A Quick Rundown on ASHRAE 90.1

By Jim Crockett April 1, 2006

The first thing to keep in mind about ASHRAE 90.1 is that it is not exclusively an HVAC guideline. A joint standard by ASHRAE, the Illuminating Engineering Society and the American National Standards Institute, it is broken into 12 chapters: Purpose; scope; administration/enforcement; definitions; building envelope; HVAC; service water heating; power; lighting; other equipment (principly motors); energy cost budget method; and normative references.

The purpose of the standard, according to Sachin Anand, P.E., LEED AP, a project manager and mechanical team leader for CCJM Engineers, Ltd., Chicago, is to provide minimum requirements for the energy-efficient design of buildings except low-rise residential buildings.

Anand regularly conducts seminars on how to comply with the standard and recently participated in a webcast on the subject.

The standard’s goal, he said, is the implementation of efficient systems that minimize system losses, maximize equipment efficiencies and utilize free heating and cooling. A pair of compliance paths are acceptable: the simplified/prescriptive path and the energy cost budget method. The latter is based on overall building performance where all of the standard’s mandatory provisions must still be met, but the energy cost budget method, according to Anand, allows trade-offs between measures and is useful for optimizing design.

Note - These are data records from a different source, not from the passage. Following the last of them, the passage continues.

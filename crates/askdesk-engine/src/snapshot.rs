//! Immutable knowledge snapshot: entries plus their vector index.

use askdesk_core::error::{AskDeskError, Result};
use askdesk_core::traits::Encoder;
use askdesk_core::types::KnowledgeEntry;
use askdesk_knowledge::{FlatIndex, Neighbor};
use std::sync::Arc;

/// Encoder paired with the index it produced. Position `i` in the index
/// is entry `i` in the snapshot.
pub struct SemanticIndex {
    pub encoder: Arc<dyn Encoder>,
    pub index: FlatIndex,
}

pub struct Snapshot {
    entries: Vec<KnowledgeEntry>,
    semantic: Option<SemanticIndex>,
}

impl Snapshot {
    /// Encode every normalized question and index the vectors.
    ///
    /// Encoding failure leaves the snapshot without semantic search
    /// rather than failing the build.
    pub async fn build(entries: Vec<KnowledgeEntry>, encoder: Option<Arc<dyn Encoder>>) -> Self {
        let semantic = match encoder {
            Some(encoder) => match Self::index_entries(&entries, encoder.as_ref()).await {
                Ok(index) => Some(SemanticIndex { encoder, index }),
                Err(e) => {
                    tracing::warn!("⚠️ Failed to index knowledge base, semantic matching disabled: {e}");
                    None
                }
            },
            None => None,
        };
        Self { entries, semantic }
    }

    async fn index_entries(entries: &[KnowledgeEntry], encoder: &dyn Encoder) -> Result<FlatIndex> {
        let questions: Vec<String> = entries
            .iter()
            .map(|e| e.normalized_question.clone())
            .collect();
        let vectors = if questions.is_empty() {
            Vec::new()
        } else {
            encoder.encode_batch(&questions).await?
        };
        if vectors.len() != entries.len() {
            return Err(AskDeskError::Index(format!(
                "encoded {} of {} questions",
                vectors.len(),
                entries.len()
            )));
        }
        FlatIndex::build(encoder.dimensions(), vectors)
    }

    pub fn entries(&self) -> &[KnowledgeEntry] {
        &self.entries
    }

    pub fn len(&self) -> usize {
        self.entries.len()
    }

    pub fn is_empty(&self) -> bool {
        self.entries.is_empty()
    }

    pub fn semantic(&self) -> Option<&SemanticIndex> {
        self.semantic.as_ref()
    }

    /// First entry whose normalized question equals `normalized`.
    pub fn exact(&self, normalized: &str) -> Option<&KnowledgeEntry> {
        self.entries
            .iter()
            .find(|e| e.normalized_question == normalized)
    }

    /// Encode `text` and return its `k` nearest entries.
    pub async fn nearest(&self, text: &str, k: usize) -> Result<Vec<(&KnowledgeEntry, f32)>> {
        let semantic = self.semantic.as_ref().ok_or(AskDeskError::ModelUnavailable)?;
        let vector = semantic.encoder.encode(text).await?;
        let hits = semantic.index.query(&vector, k)?;
        Ok(hits
            .into_iter()
            .filter_map(|Neighbor { position, distance }| {
                self.entries.get(position).map(|e| (e, distance))
            })
            .collect())
    }
}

Regarding lighting, the guide applies to all interior and some exterior lighting and includes exit signs with exceptions for life-safety lighting. Basically, it promotes energy-efficient and high-efficacy light fixtures that still meet IES light levels for the type of application. Controls also play a major role and must be combined into building space models to calculate lighting power densities.

Power is not a huge part of the standard, said Anand, so as not to compete with standards already established in existing electrical codes. That said, it does regulate voltage drop in feeders and branch circuit conductors (2% and 3%).

Finally, 90.1 is a component of LEED certification, but LEED is not part of the standard. Because of obvious synergy, Apendix G, Anand said, was added as an informative guide for rating energy efficiency of building designs that exceed 90.1’s requirements. It also provides guidelines for awarding credit for advanced design strategies.